Every year, there are around 3.8 million sports-related concussions throughout the country. If that includes you or a loved one, this article is for you.


Thanks to recent technological advancements, brain imaging is now more powerful than ever. It can help those victims of concussions in a variety of ways.


Detailed below, we'll cover the types of brain imaging and how they might be able to benefit you and your family. Keep reading to see how these brain scan images could help aid in the recovery of any sports-related concussion.


What Is Brain Imaging?

Brain imaging, in essence, is a process that takes a picture of your brain. This can help doctors determine the best course of treatment for any patient.


This is of particular value for anyone who's experienced concussions in sports that they play. There are two main types of brain imaging: CT and MRI scans.


A CT scan is a quick and painless procedure. It uses X-rays to create detailed images of your brain.

During a CT scan, you lie still on a table. While you're doing this, a large donut-shaped machine takes pictures of your brain from different angles.


The pictures are then combined to create a 3D image of your brain. CT scans are useful in detecting bleeding, swelling, or fractures in the brain. This makes them a valuable tool in the diagnosis of sports-related concussions.


An MRI scan uses a strong magnetic field and radio waves to create detailed images of your brain. Unlike CT scans, MRI scans don't use X-rays. For this reason, they're a much safer option.


During an MRI scan, you lie still on a table that slides into a large tube-shaped machine. The machine then takes pictures of your brain from all of the necessary angles to get a complete picture. MRI scans are useful in detecting brain injuries and abnormalities that cannot be seen with a CT scan.

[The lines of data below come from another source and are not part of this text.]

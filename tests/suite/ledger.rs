//! Freeze manager behavior through the public API.

use std::collections::BTreeSet;
use std::sync::Arc;

use deepfreeze_core::{JsonFileStore, LedgerStore, StoreError};
use deepfreeze_types::{ToggleOutcome, UnitId};

use crate::common::{FakeDevice, HOME_UNIT, SELF_UNIT, manager, manager_with_store, unit};

/// A store whose writes always fail.
struct BrokenStore;

impl LedgerStore for BrokenStore {
    fn load(&self) -> Result<BTreeSet<UnitId>, StoreError> {
        Ok(BTreeSet::new())
    }

    fn put(&self, _unit: &UnitId) -> Result<(), StoreError> {
        Err(StoreError::Unavailable("disk full".into()))
    }

    fn remove(&self, _unit: &UnitId) -> Result<(), StoreError> {
        Err(StoreError::Unavailable("disk full".into()))
    }
}

#[tokio::test]
async fn freezing_a_fresh_unit_records_it() {
    let device = FakeDevice::new();
    let manager = manager(&device).await;
    let game = unit("com.example.game");

    let outcome = manager.toggle(&game).await;

    assert_eq!(
        outcome,
        ToggleOutcome::Applied {
            now_suspended: true
        }
    );
    assert!(manager.is_suspended(&game));
    assert_eq!(device.suspend_calls(), vec![(game.clone(), true)]);
    assert!(device.os_suspended().contains(&game));
}

#[tokio::test]
async fn critical_units_are_never_touched() {
    let device = FakeDevice::new();
    let manager = manager(&device).await;

    for critical in ["com.android.systemui", "com.android.settings", "android", SELF_UNIT, HOME_UNIT] {
        assert_eq!(
            manager.toggle(&unit(critical)).await,
            ToggleOutcome::AlreadyCritical,
            "{critical} should be protected"
        );
    }

    assert!(device.suspend_calls().is_empty());
    assert_eq!(manager.suspended_count(), 0);
}

#[tokio::test]
async fn toggling_twice_restores_the_original_state() {
    let device = FakeDevice::new();
    let manager = manager(&device).await;
    let game = unit("com.example.game");

    assert!(manager.toggle(&game).await.is_applied());
    assert_eq!(
        manager.toggle(&game).await,
        ToggleOutcome::Applied {
            now_suspended: false
        }
    );

    assert!(!manager.is_suspended(&game));
    assert!(device.os_suspended().is_empty());
    assert_eq!(
        device.suspend_calls(),
        vec![(game.clone(), true), (game, false)]
    );
}

#[tokio::test]
async fn toggle_without_capability_changes_nothing() {
    let device = FakeDevice::new();
    device.set_held(false);
    let manager = manager(&device).await;

    let outcome = manager.toggle(&unit("com.example.game")).await;

    assert_eq!(outcome, ToggleOutcome::CapabilityUnavailable);
    assert!(device.suspend_calls().is_empty());
    assert_eq!(manager.suspended_count(), 0);
}

#[tokio::test]
async fn policy_refusal_leaves_the_ledger_alone() {
    let device = FakeDevice::new();
    device.reject_suspend("com.example.locked");
    let manager = manager(&device).await;

    let outcome = manager.toggle(&unit("com.example.locked")).await;

    assert!(matches!(outcome, ToggleOutcome::PolicyError(_)));
    assert_eq!(manager.suspended_count(), 0);
}

#[tokio::test]
async fn failed_ledger_write_rolls_the_os_change_back() {
    let device = FakeDevice::new();
    let manager = manager_with_store(&device, Arc::new(BrokenStore)).await;
    let game = unit("com.example.game");

    let outcome = manager.toggle(&game).await;

    assert!(matches!(outcome, ToggleOutcome::StoreFailed(_)));
    assert!(!manager.is_suspended(&game));
    assert!(device.os_suspended().is_empty());
    assert_eq!(
        device.suspend_calls(),
        vec![(game.clone(), true), (game, false)]
    );
}

#[tokio::test]
async fn unfreeze_all_keeps_units_that_fail_to_resume() {
    let device = FakeDevice::new();
    let manager = manager(&device).await;
    let x = unit("com.example.x");
    let y = unit("com.example.y");
    assert!(manager.toggle(&x).await.is_applied());
    assert!(manager.toggle(&y).await.is_applied());

    device.reject_suspend("com.example.x");
    let results = manager.unfreeze_all().await.unwrap();

    assert_eq!(results.len(), 2);
    assert!(matches!(results[0], (ref u, ToggleOutcome::PolicyError(_)) if *u == x));
    assert!(results[1].1.is_applied());
    assert_eq!(manager.list_suspended(), BTreeSet::from([x]));
}

#[tokio::test]
async fn unfreeze_all_requires_the_capability() {
    let device = FakeDevice::new();
    let manager = manager(&device).await;
    assert!(manager.toggle(&unit("com.example.x")).await.is_applied());

    device.set_held(false);

    assert!(manager.unfreeze_all().await.is_err());
    assert_eq!(manager.suspended_count(), 1);
}

#[tokio::test]
async fn prune_drops_only_uninstalled_units() {
    let device = FakeDevice::new();
    device.install_plain(&["com.example.kept", "com.example.gone"]);
    let manager = manager(&device).await;
    assert!(manager.toggle(&unit("com.example.kept")).await.is_applied());
    assert!(manager.toggle(&unit("com.example.gone")).await.is_applied());

    device.uninstall("com.example.gone");
    let pruned = manager.prune_uninstalled(device.as_ref()).await.unwrap();

    assert_eq!(pruned, vec![unit("com.example.gone")]);
    assert_eq!(
        manager.list_suspended(),
        BTreeSet::from([unit("com.example.kept")])
    );
}

#[tokio::test]
async fn ledger_survives_a_restart() {
    let dir = tempfile::tempdir().unwrap();
    let path = dir.path().join("ledger.json");
    let device = FakeDevice::new();

    {
        let manager = manager_with_store(&device, Arc::new(JsonFileStore::new(&path))).await;
        assert!(manager.toggle(&unit("com.example.a")).await.is_applied());
        assert!(manager.toggle(&unit("com.example.b")).await.is_applied());
        assert!(manager.toggle(&unit("com.example.b")).await.is_applied());
    }

    let restarted = manager_with_store(&device, Arc::new(JsonFileStore::new(&path))).await;
    assert_eq!(
        restarted.list_suspended(),
        BTreeSet::from([unit("com.example.a")])
    );

    let on_disk: serde_json::Value =
        serde_json::from_str(&std::fs::read_to_string(&path).unwrap()).unwrap();
    assert_eq!(on_disk, serde_json::json!({ "com.example.a": true }));
}

#[tokio::test]
async fn a_double_tap_freezes_once() {
    let device = FakeDevice::new();
    let manager = manager(&device).await;
    let game = unit("com.example.game");

    let (first, second) = tokio::join!(manager.toggle(&game), manager.toggle(&game));

    let frozen = ToggleOutcome::Applied {
        now_suspended: true,
    };
    assert_eq!(first, frozen);
    assert_eq!(second, frozen);
    assert!(manager.is_suspended(&game));
    assert_eq!(device.suspend_calls(), vec![(game.clone(), true)]);
    assert!(device.os_suspended().contains(&game));
}
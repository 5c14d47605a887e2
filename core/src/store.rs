//! Ledger persistence.
//!
//! On disk the ledger is a JSON object of `unit -> true`. A key is only ever
//! present with `true`; unfreezing removes it.

use std::collections::{BTreeMap, BTreeSet};
use std::path::{Path, PathBuf};
use std::sync::Mutex;
use std::{fs, io};

use deepfreeze_types::UnitId;
use deepfreeze_utils::{atomic_write, recover_bak_file};

use crate::StoreError;
use crate::platform::LedgerStore;

pub struct JsonFileStore {
    path: PathBuf,
    // Serializes read-modify-write of the file across threads.
    write_lock: Mutex<()>,
}

impl JsonFileStore {
    pub fn new(path: impl Into<PathBuf>) -> Self {
        Self {
            path: path.into(),
            write_lock: Mutex::new(()),
        }
    }

    #[must_use]
    pub fn path(&self) -> &Path {
        &self.path
    }

    fn read_map(&self) -> Result<BTreeMap<UnitId, bool>, StoreError> {
        recover_bak_file(&self.path);
        let content = match fs::read_to_string(&self.path) {
            Ok(content) => content,
            Err(err) if err.kind() == io::ErrorKind::NotFound => return Ok(BTreeMap::new()),
            Err(err) => {
                return Err(StoreError::Read {
                    path: self.path.clone(),
                    source: err,
                });
            }
        };
        if content.trim().is_empty() {
            return Ok(BTreeMap::new());
        }
        serde_json::from_str(&content).map_err(|source| StoreError::Corrupt {
            path: self.path.clone(),
            source,
        })
    }

    fn write_map(&self, map: &BTreeMap<UnitId, bool>) -> Result<(), StoreError> {
        let bytes = serde_json::to_vec_pretty(map).map_err(|source| StoreError::Corrupt {
            path: self.path.clone(),
            source,
        })?;
        atomic_write(&self.path, &bytes).map_err(|source| StoreError::Write {
            path: self.path.clone(),
            source,
        })
    }

    fn mutate(&self, f: impl FnOnce(&mut BTreeMap<UnitId, bool>) -> bool) -> Result<(), StoreError> {
        let _guard = self
            .write_lock
            .lock()
            .map_err(|_| StoreError::Unavailable("ledger lock poisoned".to_string()))?;
        let mut map = self.read_map()?;
        if f(&mut map) {
            self.write_map(&map)?;
        }
        Ok(())
    }
}

impl LedgerStore for JsonFileStore {
    fn load(&self) -> Result<BTreeSet<UnitId>, StoreError> {
        let map = self.read_map()?;
        Ok(map
            .into_iter()
            .filter_map(|(unit, suspended)| suspended.then_some(unit))
            .collect())
    }

    fn put(&self, unit: &UnitId) -> Result<(), StoreError> {
        self.mutate(|map| map.insert(unit.clone(), true) != Some(true))
    }

    fn remove(&self, unit: &UnitId) -> Result<(), StoreError> {
        self.mutate(|map| map.remove(unit).is_some())
    }
}

/// Volatile store, used when no ledger path is available and in tests.
#[derive(Default)]
pub struct MemoryStore {
    units: Mutex<BTreeSet<UnitId>>,
}

impl MemoryStore {
    #[must_use]
    pub fn with_units(units: impl IntoIterator<Item = UnitId>) -> Self {
        Self {
            units: Mutex::new(units.into_iter().collect()),
        }
    }

    fn lock(&self) -> Result<std::sync::MutexGuard<'_, BTreeSet<UnitId>>, StoreError> {
        self.units
            .lock()
            .map_err(|_| StoreError::Unavailable("ledger lock poisoned".to_string()))
    }
}

impl LedgerStore for MemoryStore {
    fn load(&self) -> Result<BTreeSet<UnitId>, StoreError> {
        Ok(self.lock()?.clone())
    }

    fn put(&self, unit: &UnitId) -> Result<(), StoreError> {
        self.lock()?.insert(unit.clone());
        Ok(())
    }

    fn remove(&self, unit: &UnitId) -> Result<(), StoreError> {
        self.lock()?.remove(unit);
        Ok(())
    }
}
//! Shared utilities for deepfreeze.
//!
//! - **`atomic_write`**: Crash-safe file persistence (temp + rename)

pub mod atomic_write;

pub use atomic_write::{WriteOptions, atomic_write, atomic_write_with_options, recover_bak_file};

When is Brain Imaging Necessary?

Brain imaging is a valuable tool. However, brain imaging is not always necessary.

More serious cases usually take precedence. Examples of these cases might be a stroke, a brain tumor, or certain brain infections like meningitis.


There are specific guidelines and indications that doctors use to determine when brain imaging is in everyone's best interest. These guidelines vary depending on the specific injury or condition.


For sports-related concussions, imaging is typically only recommended when symptoms are severe or prolonged. This may include symptoms such as seizures, loss of consciousness, severe headaches, or neurological deficits.

Perhaps the symptoms persist beyond a certain amount of time. Rather, maybe there's a concern for more serious brain injury. In these cases, imaging may also be recommended.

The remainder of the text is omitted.